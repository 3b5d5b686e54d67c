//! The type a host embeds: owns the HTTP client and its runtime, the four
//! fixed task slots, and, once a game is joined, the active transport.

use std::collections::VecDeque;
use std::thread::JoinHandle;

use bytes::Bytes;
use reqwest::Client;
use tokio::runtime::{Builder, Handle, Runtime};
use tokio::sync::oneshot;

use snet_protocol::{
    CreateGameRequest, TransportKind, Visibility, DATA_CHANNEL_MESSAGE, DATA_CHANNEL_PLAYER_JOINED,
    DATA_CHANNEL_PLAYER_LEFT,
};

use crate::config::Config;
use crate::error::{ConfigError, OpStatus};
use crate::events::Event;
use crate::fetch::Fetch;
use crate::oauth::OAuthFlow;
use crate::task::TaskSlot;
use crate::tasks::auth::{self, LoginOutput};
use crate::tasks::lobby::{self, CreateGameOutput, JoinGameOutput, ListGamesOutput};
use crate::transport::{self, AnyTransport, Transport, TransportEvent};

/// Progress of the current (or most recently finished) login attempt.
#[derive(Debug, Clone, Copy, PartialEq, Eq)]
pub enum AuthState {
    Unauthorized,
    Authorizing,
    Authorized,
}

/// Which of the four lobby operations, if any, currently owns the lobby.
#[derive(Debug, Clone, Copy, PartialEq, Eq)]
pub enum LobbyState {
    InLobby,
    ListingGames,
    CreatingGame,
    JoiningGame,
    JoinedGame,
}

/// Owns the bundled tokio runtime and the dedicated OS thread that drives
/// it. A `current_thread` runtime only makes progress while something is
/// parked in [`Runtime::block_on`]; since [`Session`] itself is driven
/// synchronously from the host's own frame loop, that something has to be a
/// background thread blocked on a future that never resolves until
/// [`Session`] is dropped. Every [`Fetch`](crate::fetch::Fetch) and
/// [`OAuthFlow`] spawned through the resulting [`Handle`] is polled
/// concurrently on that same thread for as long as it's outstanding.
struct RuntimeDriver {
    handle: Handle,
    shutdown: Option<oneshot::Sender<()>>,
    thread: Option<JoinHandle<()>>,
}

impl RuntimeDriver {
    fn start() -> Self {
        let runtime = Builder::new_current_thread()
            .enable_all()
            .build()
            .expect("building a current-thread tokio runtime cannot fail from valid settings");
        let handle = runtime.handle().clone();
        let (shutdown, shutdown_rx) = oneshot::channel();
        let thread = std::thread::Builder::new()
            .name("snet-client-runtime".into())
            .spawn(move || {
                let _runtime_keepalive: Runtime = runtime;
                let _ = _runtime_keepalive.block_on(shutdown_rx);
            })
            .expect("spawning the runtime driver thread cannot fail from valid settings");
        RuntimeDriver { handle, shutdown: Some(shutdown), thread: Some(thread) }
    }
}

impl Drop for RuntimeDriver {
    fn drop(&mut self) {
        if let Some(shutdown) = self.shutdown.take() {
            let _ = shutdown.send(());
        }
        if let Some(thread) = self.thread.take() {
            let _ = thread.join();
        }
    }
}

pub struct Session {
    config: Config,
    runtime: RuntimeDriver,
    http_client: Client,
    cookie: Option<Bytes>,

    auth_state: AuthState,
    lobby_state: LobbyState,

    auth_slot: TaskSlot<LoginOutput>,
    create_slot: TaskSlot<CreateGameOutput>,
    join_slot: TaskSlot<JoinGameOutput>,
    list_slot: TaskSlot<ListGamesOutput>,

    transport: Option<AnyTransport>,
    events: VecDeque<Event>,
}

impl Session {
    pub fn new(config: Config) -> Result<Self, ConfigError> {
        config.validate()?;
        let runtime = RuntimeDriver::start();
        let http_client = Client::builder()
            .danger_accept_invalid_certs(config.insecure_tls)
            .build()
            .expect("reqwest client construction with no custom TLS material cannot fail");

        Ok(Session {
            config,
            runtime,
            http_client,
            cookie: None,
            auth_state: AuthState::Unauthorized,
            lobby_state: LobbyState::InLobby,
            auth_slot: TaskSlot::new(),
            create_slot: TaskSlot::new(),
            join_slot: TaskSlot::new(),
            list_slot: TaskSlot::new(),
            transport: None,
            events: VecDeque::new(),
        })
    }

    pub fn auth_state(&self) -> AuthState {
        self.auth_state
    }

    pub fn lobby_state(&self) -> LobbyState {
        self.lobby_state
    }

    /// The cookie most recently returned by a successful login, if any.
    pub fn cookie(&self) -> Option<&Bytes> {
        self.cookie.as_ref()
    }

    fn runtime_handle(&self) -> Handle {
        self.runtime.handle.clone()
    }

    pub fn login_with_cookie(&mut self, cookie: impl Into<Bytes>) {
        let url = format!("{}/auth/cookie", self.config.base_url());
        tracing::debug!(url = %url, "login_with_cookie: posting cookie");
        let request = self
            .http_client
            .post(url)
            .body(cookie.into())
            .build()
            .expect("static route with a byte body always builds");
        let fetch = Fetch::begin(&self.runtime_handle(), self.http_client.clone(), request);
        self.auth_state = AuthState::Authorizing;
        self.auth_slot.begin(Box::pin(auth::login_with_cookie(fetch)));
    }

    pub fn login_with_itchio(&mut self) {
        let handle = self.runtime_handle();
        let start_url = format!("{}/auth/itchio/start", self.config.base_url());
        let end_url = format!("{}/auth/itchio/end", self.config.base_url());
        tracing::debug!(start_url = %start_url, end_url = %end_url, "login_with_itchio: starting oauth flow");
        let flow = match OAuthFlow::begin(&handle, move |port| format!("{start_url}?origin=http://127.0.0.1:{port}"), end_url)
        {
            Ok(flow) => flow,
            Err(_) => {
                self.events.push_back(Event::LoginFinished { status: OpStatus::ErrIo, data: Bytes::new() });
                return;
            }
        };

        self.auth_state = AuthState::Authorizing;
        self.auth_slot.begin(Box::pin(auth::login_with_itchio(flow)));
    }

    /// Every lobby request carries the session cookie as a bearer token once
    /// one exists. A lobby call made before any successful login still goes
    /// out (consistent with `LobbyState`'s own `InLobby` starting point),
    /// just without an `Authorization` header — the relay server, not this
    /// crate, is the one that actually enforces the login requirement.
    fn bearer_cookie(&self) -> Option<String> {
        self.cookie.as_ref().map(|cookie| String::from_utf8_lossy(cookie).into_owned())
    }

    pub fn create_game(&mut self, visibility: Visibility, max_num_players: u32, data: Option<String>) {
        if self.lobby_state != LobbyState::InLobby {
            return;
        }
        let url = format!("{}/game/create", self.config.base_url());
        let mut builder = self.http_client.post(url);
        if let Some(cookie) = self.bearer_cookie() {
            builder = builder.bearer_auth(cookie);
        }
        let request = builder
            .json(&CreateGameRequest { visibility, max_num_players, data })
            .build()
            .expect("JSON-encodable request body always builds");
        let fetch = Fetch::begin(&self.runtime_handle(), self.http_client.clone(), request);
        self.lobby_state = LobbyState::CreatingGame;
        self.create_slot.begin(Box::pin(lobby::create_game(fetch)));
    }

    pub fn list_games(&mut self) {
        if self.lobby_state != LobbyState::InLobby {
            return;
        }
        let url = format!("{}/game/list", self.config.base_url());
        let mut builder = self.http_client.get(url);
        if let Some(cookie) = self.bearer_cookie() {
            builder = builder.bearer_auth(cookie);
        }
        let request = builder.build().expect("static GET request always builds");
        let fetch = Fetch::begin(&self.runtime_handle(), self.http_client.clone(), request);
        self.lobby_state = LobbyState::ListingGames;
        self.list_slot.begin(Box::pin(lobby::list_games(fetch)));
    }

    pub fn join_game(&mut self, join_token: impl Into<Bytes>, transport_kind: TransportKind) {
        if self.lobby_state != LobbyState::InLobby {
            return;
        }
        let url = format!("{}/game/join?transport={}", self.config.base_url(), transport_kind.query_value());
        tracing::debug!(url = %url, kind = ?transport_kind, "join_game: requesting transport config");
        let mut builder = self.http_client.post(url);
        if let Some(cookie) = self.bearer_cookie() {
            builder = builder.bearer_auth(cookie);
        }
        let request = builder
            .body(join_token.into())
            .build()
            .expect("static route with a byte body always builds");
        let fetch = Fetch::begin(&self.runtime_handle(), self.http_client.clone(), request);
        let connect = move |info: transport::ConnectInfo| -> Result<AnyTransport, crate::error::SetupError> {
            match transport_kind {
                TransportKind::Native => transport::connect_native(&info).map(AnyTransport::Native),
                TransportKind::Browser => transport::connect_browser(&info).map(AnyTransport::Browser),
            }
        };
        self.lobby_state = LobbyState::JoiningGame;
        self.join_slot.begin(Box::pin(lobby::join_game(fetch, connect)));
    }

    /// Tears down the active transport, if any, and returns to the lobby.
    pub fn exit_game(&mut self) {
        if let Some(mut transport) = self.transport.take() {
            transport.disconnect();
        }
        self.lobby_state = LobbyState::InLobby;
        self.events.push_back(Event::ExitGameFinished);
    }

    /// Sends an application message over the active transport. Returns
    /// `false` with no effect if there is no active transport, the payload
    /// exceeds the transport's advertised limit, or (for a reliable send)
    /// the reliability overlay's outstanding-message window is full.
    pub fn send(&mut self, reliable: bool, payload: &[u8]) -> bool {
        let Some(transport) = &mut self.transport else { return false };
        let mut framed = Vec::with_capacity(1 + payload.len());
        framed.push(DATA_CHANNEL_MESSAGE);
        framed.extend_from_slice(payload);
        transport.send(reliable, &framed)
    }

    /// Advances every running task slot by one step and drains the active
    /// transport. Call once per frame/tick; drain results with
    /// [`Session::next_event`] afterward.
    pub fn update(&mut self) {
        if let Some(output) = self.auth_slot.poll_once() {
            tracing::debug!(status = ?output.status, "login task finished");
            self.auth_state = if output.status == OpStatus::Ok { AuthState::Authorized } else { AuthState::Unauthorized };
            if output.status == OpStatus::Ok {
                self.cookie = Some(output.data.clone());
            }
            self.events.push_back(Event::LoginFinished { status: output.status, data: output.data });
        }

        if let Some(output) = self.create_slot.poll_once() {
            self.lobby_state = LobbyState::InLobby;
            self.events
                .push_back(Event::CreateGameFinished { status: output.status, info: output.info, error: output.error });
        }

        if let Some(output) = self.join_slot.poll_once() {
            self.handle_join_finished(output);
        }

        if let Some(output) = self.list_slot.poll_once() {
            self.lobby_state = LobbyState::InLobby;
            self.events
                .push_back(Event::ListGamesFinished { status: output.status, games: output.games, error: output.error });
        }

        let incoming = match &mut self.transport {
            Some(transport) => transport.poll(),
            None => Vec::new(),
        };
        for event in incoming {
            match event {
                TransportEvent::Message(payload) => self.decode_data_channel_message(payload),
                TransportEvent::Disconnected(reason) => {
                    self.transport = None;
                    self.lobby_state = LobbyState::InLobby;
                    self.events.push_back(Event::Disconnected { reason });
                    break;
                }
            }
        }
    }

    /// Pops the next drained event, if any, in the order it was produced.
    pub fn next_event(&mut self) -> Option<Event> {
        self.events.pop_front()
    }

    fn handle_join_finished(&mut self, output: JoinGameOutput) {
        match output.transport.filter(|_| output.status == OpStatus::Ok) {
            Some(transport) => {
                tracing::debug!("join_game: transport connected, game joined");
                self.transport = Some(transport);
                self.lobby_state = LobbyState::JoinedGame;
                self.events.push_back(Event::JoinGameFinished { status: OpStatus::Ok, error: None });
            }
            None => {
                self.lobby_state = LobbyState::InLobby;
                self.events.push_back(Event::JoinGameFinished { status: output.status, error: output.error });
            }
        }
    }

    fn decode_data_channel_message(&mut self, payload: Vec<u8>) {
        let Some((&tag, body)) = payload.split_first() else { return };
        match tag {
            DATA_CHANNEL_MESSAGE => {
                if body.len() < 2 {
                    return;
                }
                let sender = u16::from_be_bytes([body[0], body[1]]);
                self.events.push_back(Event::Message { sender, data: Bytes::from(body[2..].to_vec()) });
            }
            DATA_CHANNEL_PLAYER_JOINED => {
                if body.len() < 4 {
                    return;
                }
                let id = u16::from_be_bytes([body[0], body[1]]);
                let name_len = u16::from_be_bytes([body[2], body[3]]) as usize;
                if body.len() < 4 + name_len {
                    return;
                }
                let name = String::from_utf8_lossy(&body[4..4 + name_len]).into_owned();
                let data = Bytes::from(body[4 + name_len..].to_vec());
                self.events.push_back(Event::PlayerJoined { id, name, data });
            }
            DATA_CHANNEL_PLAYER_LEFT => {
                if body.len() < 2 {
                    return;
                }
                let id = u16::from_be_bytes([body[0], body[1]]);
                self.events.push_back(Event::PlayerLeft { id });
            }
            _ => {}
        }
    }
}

==

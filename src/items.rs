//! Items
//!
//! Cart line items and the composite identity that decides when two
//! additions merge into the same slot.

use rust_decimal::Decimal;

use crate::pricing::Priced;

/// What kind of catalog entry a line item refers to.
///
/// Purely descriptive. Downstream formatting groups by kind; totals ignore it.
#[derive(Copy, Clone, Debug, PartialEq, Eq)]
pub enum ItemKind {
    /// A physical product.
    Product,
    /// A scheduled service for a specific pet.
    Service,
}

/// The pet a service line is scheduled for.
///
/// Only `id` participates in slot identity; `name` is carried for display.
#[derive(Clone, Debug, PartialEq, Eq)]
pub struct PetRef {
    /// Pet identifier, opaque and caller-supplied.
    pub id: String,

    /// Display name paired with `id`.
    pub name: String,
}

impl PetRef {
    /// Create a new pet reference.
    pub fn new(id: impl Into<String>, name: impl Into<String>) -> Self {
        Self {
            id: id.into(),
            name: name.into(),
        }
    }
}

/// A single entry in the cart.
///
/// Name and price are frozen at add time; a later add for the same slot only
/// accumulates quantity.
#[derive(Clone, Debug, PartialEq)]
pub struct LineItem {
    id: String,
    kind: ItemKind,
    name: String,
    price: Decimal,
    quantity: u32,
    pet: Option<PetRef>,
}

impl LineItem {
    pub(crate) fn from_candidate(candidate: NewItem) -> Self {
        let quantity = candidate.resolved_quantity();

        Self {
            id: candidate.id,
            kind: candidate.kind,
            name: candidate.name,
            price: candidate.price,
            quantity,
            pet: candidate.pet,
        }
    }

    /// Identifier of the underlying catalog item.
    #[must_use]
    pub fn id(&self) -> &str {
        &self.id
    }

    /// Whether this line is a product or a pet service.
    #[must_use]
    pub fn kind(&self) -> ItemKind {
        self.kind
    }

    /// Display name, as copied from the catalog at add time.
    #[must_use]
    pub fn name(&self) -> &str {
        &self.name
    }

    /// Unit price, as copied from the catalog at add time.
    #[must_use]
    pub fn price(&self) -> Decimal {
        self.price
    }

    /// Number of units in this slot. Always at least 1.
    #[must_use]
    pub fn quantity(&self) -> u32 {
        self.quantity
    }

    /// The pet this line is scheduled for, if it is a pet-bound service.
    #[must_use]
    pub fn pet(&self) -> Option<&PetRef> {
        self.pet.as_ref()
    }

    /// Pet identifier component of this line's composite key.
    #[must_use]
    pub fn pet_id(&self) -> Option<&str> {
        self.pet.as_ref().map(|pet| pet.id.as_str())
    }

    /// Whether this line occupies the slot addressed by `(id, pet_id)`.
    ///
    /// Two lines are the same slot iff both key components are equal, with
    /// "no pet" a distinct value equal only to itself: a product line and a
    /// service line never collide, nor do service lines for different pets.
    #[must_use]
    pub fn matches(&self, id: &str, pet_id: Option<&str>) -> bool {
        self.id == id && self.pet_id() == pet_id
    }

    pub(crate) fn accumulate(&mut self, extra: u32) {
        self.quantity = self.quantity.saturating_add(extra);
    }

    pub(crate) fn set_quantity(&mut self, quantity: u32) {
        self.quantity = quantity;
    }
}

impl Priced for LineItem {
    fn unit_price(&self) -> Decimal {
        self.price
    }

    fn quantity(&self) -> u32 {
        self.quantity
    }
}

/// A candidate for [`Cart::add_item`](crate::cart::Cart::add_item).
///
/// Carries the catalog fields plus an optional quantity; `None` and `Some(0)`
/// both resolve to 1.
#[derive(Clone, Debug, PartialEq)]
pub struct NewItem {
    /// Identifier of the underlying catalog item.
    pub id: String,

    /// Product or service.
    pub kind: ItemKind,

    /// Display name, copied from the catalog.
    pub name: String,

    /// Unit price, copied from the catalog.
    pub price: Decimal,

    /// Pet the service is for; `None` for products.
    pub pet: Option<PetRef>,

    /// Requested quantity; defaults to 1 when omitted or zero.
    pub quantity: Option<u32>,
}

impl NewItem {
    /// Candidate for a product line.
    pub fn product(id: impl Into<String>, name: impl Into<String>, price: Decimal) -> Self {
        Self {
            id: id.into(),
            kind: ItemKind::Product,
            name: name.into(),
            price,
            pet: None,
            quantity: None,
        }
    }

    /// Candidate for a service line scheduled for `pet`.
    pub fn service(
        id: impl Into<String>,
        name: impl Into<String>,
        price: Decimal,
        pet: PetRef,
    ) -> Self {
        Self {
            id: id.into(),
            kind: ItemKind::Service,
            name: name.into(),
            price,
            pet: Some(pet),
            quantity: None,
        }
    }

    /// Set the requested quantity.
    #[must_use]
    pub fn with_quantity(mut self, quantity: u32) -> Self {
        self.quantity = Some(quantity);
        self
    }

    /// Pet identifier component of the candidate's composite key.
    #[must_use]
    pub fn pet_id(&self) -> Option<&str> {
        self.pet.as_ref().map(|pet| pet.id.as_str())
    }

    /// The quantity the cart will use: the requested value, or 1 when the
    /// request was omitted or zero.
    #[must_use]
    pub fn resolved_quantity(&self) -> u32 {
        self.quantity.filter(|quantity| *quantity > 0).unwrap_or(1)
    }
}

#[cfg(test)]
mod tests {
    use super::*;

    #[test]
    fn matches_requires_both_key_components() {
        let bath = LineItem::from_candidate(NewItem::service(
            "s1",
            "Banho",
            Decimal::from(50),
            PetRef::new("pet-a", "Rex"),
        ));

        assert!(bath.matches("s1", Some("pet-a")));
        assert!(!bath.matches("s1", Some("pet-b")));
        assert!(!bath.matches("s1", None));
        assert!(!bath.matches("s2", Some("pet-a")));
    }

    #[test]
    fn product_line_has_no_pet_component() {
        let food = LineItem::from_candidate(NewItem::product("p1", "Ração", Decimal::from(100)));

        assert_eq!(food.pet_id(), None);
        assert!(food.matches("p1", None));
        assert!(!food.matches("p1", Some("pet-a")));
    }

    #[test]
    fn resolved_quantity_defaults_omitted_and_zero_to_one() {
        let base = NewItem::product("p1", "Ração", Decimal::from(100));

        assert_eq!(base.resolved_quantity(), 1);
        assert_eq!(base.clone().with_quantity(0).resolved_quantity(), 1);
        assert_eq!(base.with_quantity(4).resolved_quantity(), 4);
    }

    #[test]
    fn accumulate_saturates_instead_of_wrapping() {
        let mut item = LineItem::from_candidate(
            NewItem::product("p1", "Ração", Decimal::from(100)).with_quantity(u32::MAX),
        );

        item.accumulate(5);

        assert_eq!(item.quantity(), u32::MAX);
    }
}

Directions for this task> State, as a bare number, how many lines of the listing hold the word "bath".

Solution to the problem> 5